> _WHAT IS REQUIRED_
Answer with a single number, the count of lines in the material below that contain the word "LevelArg".

> _RECORD EXTRACTS_
#[derive(Subcommand, Debug)]
enum Command {
    /// Render PDF pages to images.
    ToImages {
        input: PathBuf,

        /// Page selection: all, or e.g. "1-3, 5".
        #[arg(long, env = "PDFWB_PAGES", default_value = "all")]
        pages: String,

        #[arg(long, value_enum, default_value = "jpg")]
        format: FormatArg,

        #[arg(long, value_enum, default_value = "medium")]
        quality: QualityArg,

        /// Render scale relative to the page's natural size.
        #[arg(long, default_value_t = 2.0)]
        scale: f32,

        /// Write one zip instead of individual files.
        #[arg(long)]
        zip: bool,

        /// PDF user password for encrypted documents.
        #[arg(long, env = "PDFWB_PASSWORD")]
        password: Option<String>,
    },

    /// Copy PDF pages into new documents.
    Split {
        input: PathBuf,

        /// Page selection: all, or e.g. "1-3, 5".
        #[arg(long, env = "PDFWB_PAGES", default_value = "all")]
        pages: String,

        /// One document with every selected page instead of one per page.
        #[arg(long)]
        single: bool,

        /// Write one zip instead of individual files.
        #[arg(long)]
        zip: bool,

        /// PDF user password for encrypted documents.
        #[arg(long, env = "PDFWB_PASSWORD")]
        password: Option<String>,
    },

    /// Merge PDFs, in the order given, into merged.pdf.
    Merge {
        #[arg(required = true, num_args = 1..)]
        inputs: Vec<PathBuf>,
    },

    /// Shrink a PDF.
    Compress {
        input: PathBuf,

        #[arg(long, value_enum, default_value = "medium")]
        level: LevelArg,

        /// Blank title, author, subject, keywords, producer and creator.
        #[arg(long)]
        remove_metadata: bool,
    },

    /// Build a PDF with one page per image.
    FromImages {
        #[arg(required = true, num_args = 1..)]
        inputs: Vec<PathBuf>,

        #[arg(long, value_enum, default_value = "a4")]
        page_size: PageSizeArg,

        /// Page width in millimetres (with --page-size custom).
        #[arg(long, default_value_t = 210.0)]
        width_mm: f32,

        /// Page height in millimetres (with --page-size custom).
        #[arg(long, default_value_t = 297.0)]
        height_mm: f32,

        #[arg(long)]
        landscape: bool,

        /// JPEG quality of embedded images (0.0–1.0).
        #[arg(long, default_value_t = 0.8)]
        quality: f32,

        /// Output file name.
        #[arg(long, default_value = "images.pdf")]
        name: String,
    },

    /// Rotate images clockwise, keeping their names and formats.
    Rotate {
        #[arg(required = true, num_args = 1..)]
        inputs: Vec<PathBuf>,

        /// Clockwise rotation; a multiple of 90.
        #[arg(long, default_value_t = 90, allow_hyphen_values = true)]
        degrees: i32,
    },

    /// Print page count and basic facts about a PDF.
    Inspect { input: PathBuf },
}

#[derive(clap::ValueEnum, Clone, Copy, Debug)]
enum FormatArg {
    Jpg,
    Png,
    Webp,
}

impl From<FormatArg> for ImageFormat {
    fn from(v: FormatArg) -> Self {
        match v {
            FormatArg::Jpg => ImageFormat::Jpg,
            FormatArg::Png => ImageFormat::Png,
            FormatArg::Webp => ImageFormat::Webp,
        }
    }
}

#[derive(clap::ValueEnum, Clone, Copy, Debug)]
enum QualityArg {
    High,
    Medium,
    Low,
}

impl From<QualityArg> for QualityPreset {
    fn from(v: QualityArg) -> Self {
        match v {
            QualityArg::High => QualityPreset::High,
            QualityArg::Medium => QualityPreset::Medium,
            QualityArg::Low => QualityPreset::Low,
        }
    }
}

#[derive(clap::ValueEnum, Clone, Copy, Debug)]
enum LevelArg {
    Low,
    Medium,
    High,
}

impl From<LevelArg> for CompressionLevel {
    fn from(v: LevelArg) -> Self {
        match v {
            LevelArg::Low => CompressionLevel::Low,
            LevelArg::Medium => CompressionLevel::Medium,
            LevelArg::High => CompressionLevel::High,
        }
    }
}

#[derive(clap::ValueEnum, Clone, Copy, Debug)]
enum PageSizeArg {
    A4,
    Letter,
    Legal,
    Custom,
}

/// What `--json` prints for orchestrated jobs.
#[derive(Serialize)]
struct JobReport {
    source: String,
    summary: Option<JobSummary>,
    artifacts: Vec<ArtifactInfo>,
    written: Vec<PathBuf>,
}

#[derive(Serialize)]
struct InspectReport {
    file: String,
    size: u64,
    size_human: String,
    pages: usize,
    pdf_version: String,
    encrypted: bool,
}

> _EXERCISE ANSWER_
7